__How to complete this task__.
Scan the lines below; pull out those with "else".

__Source records__.
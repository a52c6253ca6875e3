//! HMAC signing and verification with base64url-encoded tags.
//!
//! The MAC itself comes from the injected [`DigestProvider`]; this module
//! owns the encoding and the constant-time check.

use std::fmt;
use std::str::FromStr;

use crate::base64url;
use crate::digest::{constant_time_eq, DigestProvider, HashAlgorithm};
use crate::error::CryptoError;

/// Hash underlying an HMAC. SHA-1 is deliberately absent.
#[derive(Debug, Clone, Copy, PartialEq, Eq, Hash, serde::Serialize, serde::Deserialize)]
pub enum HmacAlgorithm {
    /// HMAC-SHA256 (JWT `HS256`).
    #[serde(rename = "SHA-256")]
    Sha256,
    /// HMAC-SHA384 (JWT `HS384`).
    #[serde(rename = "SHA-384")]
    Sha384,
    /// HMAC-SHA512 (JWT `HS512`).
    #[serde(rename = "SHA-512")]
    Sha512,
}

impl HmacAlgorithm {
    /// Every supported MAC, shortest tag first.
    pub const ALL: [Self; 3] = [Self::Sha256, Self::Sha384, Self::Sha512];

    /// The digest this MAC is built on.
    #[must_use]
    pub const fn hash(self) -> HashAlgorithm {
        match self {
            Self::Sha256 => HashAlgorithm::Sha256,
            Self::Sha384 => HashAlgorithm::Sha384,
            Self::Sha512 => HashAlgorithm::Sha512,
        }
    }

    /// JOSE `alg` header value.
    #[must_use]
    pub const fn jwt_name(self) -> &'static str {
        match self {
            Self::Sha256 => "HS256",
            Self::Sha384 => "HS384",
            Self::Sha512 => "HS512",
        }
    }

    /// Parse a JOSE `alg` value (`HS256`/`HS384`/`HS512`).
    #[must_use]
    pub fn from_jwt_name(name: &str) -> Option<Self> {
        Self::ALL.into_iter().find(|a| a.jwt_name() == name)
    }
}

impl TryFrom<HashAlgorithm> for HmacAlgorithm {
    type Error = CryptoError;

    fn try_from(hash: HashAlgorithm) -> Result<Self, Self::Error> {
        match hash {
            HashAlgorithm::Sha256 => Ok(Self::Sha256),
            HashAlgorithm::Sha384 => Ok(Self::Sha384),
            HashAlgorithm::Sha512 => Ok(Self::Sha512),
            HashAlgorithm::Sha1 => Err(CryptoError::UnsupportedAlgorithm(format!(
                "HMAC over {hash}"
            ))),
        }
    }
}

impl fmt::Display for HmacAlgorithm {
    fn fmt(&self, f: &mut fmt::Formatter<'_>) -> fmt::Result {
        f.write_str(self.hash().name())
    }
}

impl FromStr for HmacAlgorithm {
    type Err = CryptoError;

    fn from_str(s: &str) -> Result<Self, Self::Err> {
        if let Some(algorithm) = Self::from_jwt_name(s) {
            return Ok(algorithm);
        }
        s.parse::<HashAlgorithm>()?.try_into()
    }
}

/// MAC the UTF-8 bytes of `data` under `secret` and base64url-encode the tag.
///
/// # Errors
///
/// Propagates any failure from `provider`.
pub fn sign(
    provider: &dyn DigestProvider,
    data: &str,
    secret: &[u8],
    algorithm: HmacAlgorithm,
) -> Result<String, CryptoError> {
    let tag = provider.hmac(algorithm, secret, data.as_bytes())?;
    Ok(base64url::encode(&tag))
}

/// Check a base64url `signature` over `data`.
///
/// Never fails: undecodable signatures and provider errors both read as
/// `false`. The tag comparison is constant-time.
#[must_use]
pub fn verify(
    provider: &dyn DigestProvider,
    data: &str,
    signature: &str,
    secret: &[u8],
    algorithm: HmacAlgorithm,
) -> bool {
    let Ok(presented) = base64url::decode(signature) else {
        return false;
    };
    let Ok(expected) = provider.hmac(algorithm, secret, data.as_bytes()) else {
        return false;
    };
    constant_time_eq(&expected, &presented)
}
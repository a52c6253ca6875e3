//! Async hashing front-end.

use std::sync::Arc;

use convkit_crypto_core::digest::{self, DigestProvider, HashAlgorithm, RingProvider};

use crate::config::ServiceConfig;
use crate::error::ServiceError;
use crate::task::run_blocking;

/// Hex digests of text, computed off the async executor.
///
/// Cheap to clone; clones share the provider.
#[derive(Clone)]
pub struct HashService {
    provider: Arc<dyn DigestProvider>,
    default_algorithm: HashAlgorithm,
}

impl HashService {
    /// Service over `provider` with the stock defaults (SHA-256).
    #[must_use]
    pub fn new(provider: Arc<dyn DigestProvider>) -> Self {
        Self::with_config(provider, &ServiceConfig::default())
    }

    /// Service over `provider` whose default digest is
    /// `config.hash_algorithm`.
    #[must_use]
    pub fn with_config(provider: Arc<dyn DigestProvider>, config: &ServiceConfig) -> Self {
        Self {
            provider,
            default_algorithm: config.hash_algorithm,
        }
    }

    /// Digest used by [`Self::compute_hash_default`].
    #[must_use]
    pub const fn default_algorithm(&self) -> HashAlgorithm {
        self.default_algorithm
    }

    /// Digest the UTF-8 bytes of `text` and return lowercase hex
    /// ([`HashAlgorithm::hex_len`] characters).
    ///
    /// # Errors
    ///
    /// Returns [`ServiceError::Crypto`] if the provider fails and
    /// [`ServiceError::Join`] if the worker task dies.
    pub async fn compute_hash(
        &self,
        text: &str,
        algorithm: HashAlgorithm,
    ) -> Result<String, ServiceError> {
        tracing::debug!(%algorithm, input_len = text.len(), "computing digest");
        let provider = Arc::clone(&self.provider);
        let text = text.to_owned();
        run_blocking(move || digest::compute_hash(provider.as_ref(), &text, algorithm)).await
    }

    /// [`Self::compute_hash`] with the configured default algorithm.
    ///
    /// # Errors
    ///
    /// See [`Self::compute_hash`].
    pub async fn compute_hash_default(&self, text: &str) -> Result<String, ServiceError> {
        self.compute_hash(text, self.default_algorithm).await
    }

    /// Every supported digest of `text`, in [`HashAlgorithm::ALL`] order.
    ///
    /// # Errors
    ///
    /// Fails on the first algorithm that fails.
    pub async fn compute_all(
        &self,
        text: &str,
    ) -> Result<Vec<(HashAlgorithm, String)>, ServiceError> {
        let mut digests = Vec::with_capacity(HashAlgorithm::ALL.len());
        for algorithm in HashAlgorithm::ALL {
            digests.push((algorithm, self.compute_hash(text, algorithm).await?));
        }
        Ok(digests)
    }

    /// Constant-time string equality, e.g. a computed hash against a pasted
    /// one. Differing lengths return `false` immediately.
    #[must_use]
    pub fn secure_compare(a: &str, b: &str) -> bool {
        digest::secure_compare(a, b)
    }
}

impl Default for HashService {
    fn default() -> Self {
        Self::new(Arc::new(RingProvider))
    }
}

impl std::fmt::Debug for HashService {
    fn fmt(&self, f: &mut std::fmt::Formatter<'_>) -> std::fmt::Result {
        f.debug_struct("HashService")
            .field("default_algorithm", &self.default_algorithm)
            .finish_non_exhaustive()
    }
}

__Reply__.
    let Ok(presented) = base64url::decode(signature) else {
    let Ok(expected) = provider.hmac(algorithm, secret, data.as_bytes()) else {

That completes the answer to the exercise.